Sunday, February 27, 2011

Part 1 - Roller

So how do you get started? In my case, watched too much TV over a 10 year period, read some books, browsed custom bike catalogs, web sites etc. You get the idea. You are going to have to engage your brain. There is a lot to know. There are many ways to get started:

1. If you are not a welder and have no access to a welder, your only option is to buy a frame. There are tons of frames out there. Research, research and more research. ebay is a good place to see the variety of options available in one place. Bike catalogues (Custom Chrome, JP Cycles, Jireh cycles) will also give you a good idea of what is available. The more time you spend researching, the more you will learn about pricing and what you should pay for what. There are horror stories about frames that are poorly welded, not properly aligned, made from inferior materials etc. You don't want to learn to weld by building a frame either. Any bad welds that let go at speed will have fatal consequences.
Unless you happen to be within driving distance of a vendor, you will be buying what you see on a web site or in a catalog. Some frames/distributors:

2. If you are not sure what goes with what, it is best to start with a roller. At least that way you can be sure that the major parts have a chance of going together and you can learn a lot about the bike just by assembling the roller. Even though you may get all the sheet metal with your roller, it does not mean it will be mounted so there is still a lot of work to do figuring out the mounting of things. This may well require some welding, drilling, grinding, cutting etc. Some rollers:

Occasionally a basket case will pop up on ebay.  You might score a good deal here but there are a lot of knowledgeable builders out there also trolling ebay for good deals.

3. A Kit Bike makes a lot of sense in terms of value for money and you can be reasonably sure that all the parts go together in a cohesive way. You know what your bike is going to look like (except for paint and some other accessories you may need) before you start. You will also cut out a lot of time researching parts which is a very time consuming process. But a Kit Bike may not quite suite your style.

If you go with options 1 or 2, it will be cheaper and more instructional buying a donor Harley that you can scavenge for parts. You'll learn a lot just by pulling it apart. When you buy new parts for your bike, you are paying full retail for each part which results in an expensive motorcycle. There are a lot of parts and the prices for each part are all over the map so you need to make sure you check the price for each part from multiple sources - unless of course saving hundreds of dollars over the course of the build doesn't matter to you.

This build started with a rolling chassis from Malibu Motorcycle Works out of California after months of research. This is the core of the project and needs to be right.  The frame is very well made and dealing with Mike Sims at MMW was a great experience all the way from answering questions about the ebay listing to final configuration and delivery. Post sale support has been exceptional.
Everything you see in the picture above (picture is from the Ebay listing) was supplied as part of the roller package. The frame style is a pro-street chopper with a 18" 300mm rear Avon tire, 21" front, 5" stretch and 40 degree rake.
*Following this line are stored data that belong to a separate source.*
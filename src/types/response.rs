//! Engine response and completion types

use std::fmt;
use std::pin::Pin;

use futures_util::Stream;
use serde::{Deserialize, Serialize};

use super::source::{SourceReference, format_sources};
use crate::Result;

/// Events emitted during streaming generation
#[derive(Debug, Clone, PartialEq)]
pub enum GenerationEvent {
    /// Text fragment
    Token(String),

    /// Stream complete
    Done,
}

/// Boxed stream of generation events.
pub type EventStream = Pin<Box<dyn Stream<Item = Result<GenerationEvent>> + Send>>;

/// What an engine hands back for a prompt.
pub enum EngineResponse {
    /// The whole answer at once.
    Complete {
        text: String,
        sources: Vec<SourceReference>,
    },
    /// A lazy token stream. Sources are known before the first token.
    Stream {
        events: EventStream,
        sources: Vec<SourceReference>,
    },
}

impl EngineResponse {
    pub fn complete(text: impl Into<String>) -> Self {
        EngineResponse::Complete {
            text: text.into(),
            sources: Vec::new(),
        }
    }

    pub fn sources(&self) -> &[SourceReference] {
        match self {
            EngineResponse::Complete { sources, .. } | EngineResponse::Stream { sources, .. } => {
                sources
            }
        }
    }
}

impl fmt::Debug for EngineResponse {
    fn fmt(&self, f: &mut fmt::Formatter<'_>) -> fmt::Result {
        match self {
            EngineResponse::Complete { text, sources } => f
                .debug_struct("Complete")
                .field("text", text)
                .field("sources", sources)
                .finish(),
            EngineResponse::Stream { sources, .. } => f
                .debug_struct("Stream")
                .field("sources", sources)
                .finish_non_exhaustive(),
        }
    }
}

/// Chat mode selected by the user.
#[derive(Debug, Clone, Copy, Default, PartialEq, Eq, Hash, Serialize, Deserialize)]
#[serde(rename_all = "lowercase")]
pub enum Mode {
    /// Answers grounded in retrieval over uploaded documents.
    Rag,
    /// Unconstrained generation.
    #[default]
    Plain,
}

impl Mode {
    /// Metric label.
    pub fn as_str(&self) -> &'static str {
        match self {
            Mode::Rag => "rag",
            Mode::Plain => "plain",
        }
    }
}

impl fmt::Display for Mode {
    fn fmt(&self, f: &mut fmt::Formatter<'_>) -> fmt::Result {
        f.write_str(self.as_str())
    }
}

/// Whether a completion came from a successful generation.
#[derive(Debug, Clone, Copy, PartialEq, Eq, Serialize, Deserialize)]
#[serde(rename_all = "snake_case")]
pub enum CompletionKind {
    Success,
    /// The engine failed; `response` holds the message shown in its place.
    Failure,
}

/// A fully assembled answer, ready to show or cache.
#[derive(Debug, Clone, PartialEq, Serialize, Deserialize)]
pub struct Completion {
    pub kind: CompletionKind,
    pub response: String,
    /// Formatted source references, `None` for non-retrieval answers.
    #[serde(skip_serializing_if = "Option::is_none")]
    pub sources: Option<String>,
}

impl Completion {
    pub fn success(response: impl Into<String>, sources: &[SourceReference]) -> Self {
        Self {
            kind: CompletionKind::Success,
            response: response.into(),
            sources: format_sources(sources),
        }
    }

    /// Degraded-mode answer carrying the error text.
    pub fn failure(error: impl fmt::Display) -> Self {
        Self {
            kind: CompletionKind::Failure,
            response: format!("An error occurred while generating a response: {error}"),
            sources: None,
        }
    }

    pub fn is_success(&self) -> bool {
        self.kind == CompletionKind::Success
    }
}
Frame: War Eagle drop seat, pro-street
Wheels: Rear 18X10.5, Front 21x2.5, Chromed RC Components Rims - Regal Style
Tank: Custom Chrome stretched
Rear Fender: Kustomwerks with hidden struts
Front Fender: Not sure
Front End: Something that MMW puts together
Triple Trees: HHI
Handlebars: MMW custom
Chrome Kickstand with hidden spring
Chrome Hidden Rear Shocks

The frame is designed to mount a Harley Evolution style motor.

The rear hub is machined for right side mounting only. To get a brake and a pulley mounted, a pulley-brake combination is required. A DNA drive side pulley brake was added to the order from MMW. The bike arrives as a collection of parts. The front fender, rear fender and gas tank mounting is fully customizable and requires welding, grinding, drilling and bracket fabrication. This is one of the key differences between buying a complete kit and buying a roller. With a kit, the sheet metal mountings are already done for you so assembly is much easier and will save you time, but you'll learn less. MMW will mount the sheet metal for an additional charge and can turn the roller into a full kit if that is what you want. I took everything as basic sheet metal with the plan to figure out the mountings and assembly later.

Initial assembly of the frame, wheels, front end and handlebars was painless and everything fit properly. The rear wheel is huge and takes some getting used to. I went back and forth between 250mm and 300mm wide tire at the back and eventually settled on the 300mm. Handling may be a future issue but it looks cool.